━━━━━ Exercise input ━━━━━

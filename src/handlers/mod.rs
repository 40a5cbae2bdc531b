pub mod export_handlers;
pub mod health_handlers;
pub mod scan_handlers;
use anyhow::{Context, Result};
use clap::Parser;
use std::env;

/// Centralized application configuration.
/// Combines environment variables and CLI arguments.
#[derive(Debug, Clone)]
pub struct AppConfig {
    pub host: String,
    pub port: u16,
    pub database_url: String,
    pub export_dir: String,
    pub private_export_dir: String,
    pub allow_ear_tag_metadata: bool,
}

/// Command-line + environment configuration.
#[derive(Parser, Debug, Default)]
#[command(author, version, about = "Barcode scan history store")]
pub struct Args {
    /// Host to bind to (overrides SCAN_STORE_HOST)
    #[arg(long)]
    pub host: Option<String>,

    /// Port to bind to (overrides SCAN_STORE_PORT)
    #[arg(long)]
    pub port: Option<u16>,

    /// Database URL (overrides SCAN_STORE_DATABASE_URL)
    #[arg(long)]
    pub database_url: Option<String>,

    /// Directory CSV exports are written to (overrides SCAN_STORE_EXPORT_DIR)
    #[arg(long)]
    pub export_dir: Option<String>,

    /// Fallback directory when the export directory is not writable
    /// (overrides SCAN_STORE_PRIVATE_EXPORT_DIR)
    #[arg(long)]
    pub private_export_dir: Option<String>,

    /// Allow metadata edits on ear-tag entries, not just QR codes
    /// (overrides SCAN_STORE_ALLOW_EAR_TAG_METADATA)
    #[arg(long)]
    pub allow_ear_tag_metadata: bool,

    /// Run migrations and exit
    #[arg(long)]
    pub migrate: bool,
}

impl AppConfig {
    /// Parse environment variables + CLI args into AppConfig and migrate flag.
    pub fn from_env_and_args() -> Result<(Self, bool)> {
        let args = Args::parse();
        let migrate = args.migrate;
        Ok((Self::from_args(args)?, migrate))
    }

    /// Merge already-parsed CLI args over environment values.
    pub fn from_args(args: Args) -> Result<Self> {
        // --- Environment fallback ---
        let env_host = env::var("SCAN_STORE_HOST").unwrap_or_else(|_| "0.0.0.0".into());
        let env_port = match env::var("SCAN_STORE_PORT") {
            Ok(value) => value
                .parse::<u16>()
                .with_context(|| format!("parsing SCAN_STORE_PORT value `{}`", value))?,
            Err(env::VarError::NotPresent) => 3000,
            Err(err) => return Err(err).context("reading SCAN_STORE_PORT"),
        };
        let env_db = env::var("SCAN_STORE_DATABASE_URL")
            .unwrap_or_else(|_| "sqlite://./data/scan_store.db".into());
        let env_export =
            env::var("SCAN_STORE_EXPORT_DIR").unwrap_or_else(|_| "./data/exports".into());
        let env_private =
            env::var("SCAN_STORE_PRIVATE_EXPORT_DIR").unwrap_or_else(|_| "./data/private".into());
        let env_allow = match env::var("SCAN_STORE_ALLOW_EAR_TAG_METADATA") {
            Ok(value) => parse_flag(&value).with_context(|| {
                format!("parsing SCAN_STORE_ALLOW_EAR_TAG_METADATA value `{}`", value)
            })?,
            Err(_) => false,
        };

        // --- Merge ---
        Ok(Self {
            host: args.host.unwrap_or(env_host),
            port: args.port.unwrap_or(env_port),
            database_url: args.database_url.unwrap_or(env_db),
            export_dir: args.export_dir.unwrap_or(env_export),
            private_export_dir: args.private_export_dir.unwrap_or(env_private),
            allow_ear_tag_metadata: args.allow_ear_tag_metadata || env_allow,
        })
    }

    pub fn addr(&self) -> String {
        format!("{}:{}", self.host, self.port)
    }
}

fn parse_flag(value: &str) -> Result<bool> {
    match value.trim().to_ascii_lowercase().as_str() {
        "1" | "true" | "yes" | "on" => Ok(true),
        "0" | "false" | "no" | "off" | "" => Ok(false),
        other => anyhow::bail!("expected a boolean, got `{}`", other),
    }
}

━━━━━

What you need to do: Your job is to return all lines above that hold the word "struct".

Exercise result:
pub struct AppConfig {
pub struct Args {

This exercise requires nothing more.